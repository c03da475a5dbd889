//! Point-in-time page snapshots.

use std::collections::HashSet;

use chrono::{DateTime, Utc};
use serde::{Deserialize, Serialize};

use crate::surface::{BoundingBox, ElementAttributes};

/// Maximum characters of visible text kept per element.
pub const ELEMENT_TEXT_LIMIT: usize = 100;

/// Maximum characters of page text kept in a snapshot summary.
pub const CONTENT_SUMMARY_LIMIT: usize = 2000;

/// One interactive element of a snapshot.
#[derive(Debug, Clone, PartialEq, Serialize, Deserialize)]
#[serde(rename_all = "camelCase")]
pub struct ElementDescriptor {
    /// Identifier unique within the owning snapshot only.
    pub id: String,
    pub tag: String,
    #[serde(skip_serializing_if = "Option::is_none")]
    pub role: Option<String>,
    /// Visible text, truncated to [`ELEMENT_TEXT_LIMIT`].
    pub text: String,
    pub attributes: ElementAttributes,
    pub is_interactive: bool,
    pub is_visible: bool,
    pub bounding_box: BoundingBox,
}

impl ElementDescriptor {
    /// Text a user would use to name this element.
    pub fn label(&self) -> &str {
        if !self.text.trim().is_empty() {
            return self.text.trim();
        }
        self.attributes
            .aria_label
            .as_deref()
            .or(self.attributes.placeholder.as_deref())
            .or(self.attributes.value.as_deref())
            .or(self.attributes.title.as_deref())
            .or(self.attributes.name.as_deref())
            .unwrap_or("")
    }
}

/// A simplified capture of a surface's interactive elements and text.
#[derive(Debug, Clone, Serialize, Deserialize)]
#[serde(rename_all = "camelCase")]
pub struct PageSnapshot {
    pub url: String,
    pub title: String,
    pub captured_at: DateTime<Utc>,
    pub elements: Vec<ElementDescriptor>,
    /// Plain-text summary of main content, truncated to [`CONTENT_SUMMARY_LIMIT`].
    pub content_summary: String,
}

impl PageSnapshot {
    /// Look up an element by its snapshot identifier.
    pub fn element(&self, id: &str) -> Option<&ElementDescriptor> {
        self.elements.iter().find(|e| e.id == id)
    }

    /// The identifier set of this snapshot.
    pub fn element_ids(&self) -> HashSet<String> {
        self.elements.iter().map(|e| e.id.clone()).collect()
    }

    pub fn interactive_elements(&self) -> impl Iterator<Item = &ElementDescriptor> {
        self.elements.iter().filter(|e| e.is_interactive)
    }
}

/// Truncate to at most `limit` characters on a char boundary.
pub fn truncate_chars(text: &str, limit: usize) -> String {
    match text.char_indices().nth(limit) {
        Some((idx, _)) => text[..idx].to_string(),
        None => text.to_string(),
    }
}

What is needed: Everything from the first line of the material through the line containing "#[derive(Debug, Clone, PartialEq, Serialize, Deserialize)]" is to be printed exactly; lines after that are to be left out.

The completed task:
repository c03da475a5dbd889
//! Point-in-time page snapshots.

use std::collections::HashSet;

use chrono::{DateTime, Utc};
use serde::{Deserialize, Serialize};

use crate::surface::{BoundingBox, ElementAttributes};

/// Maximum characters of visible text kept per element.
pub const ELEMENT_TEXT_LIMIT: usize = 100;

/// Maximum characters of page text kept in a snapshot summary.
pub const CONTENT_SUMMARY_LIMIT: usize = 2000;

/// One interactive element of a snapshot.
#[derive(Debug, Clone, PartialEq, Serialize, Deserialize)]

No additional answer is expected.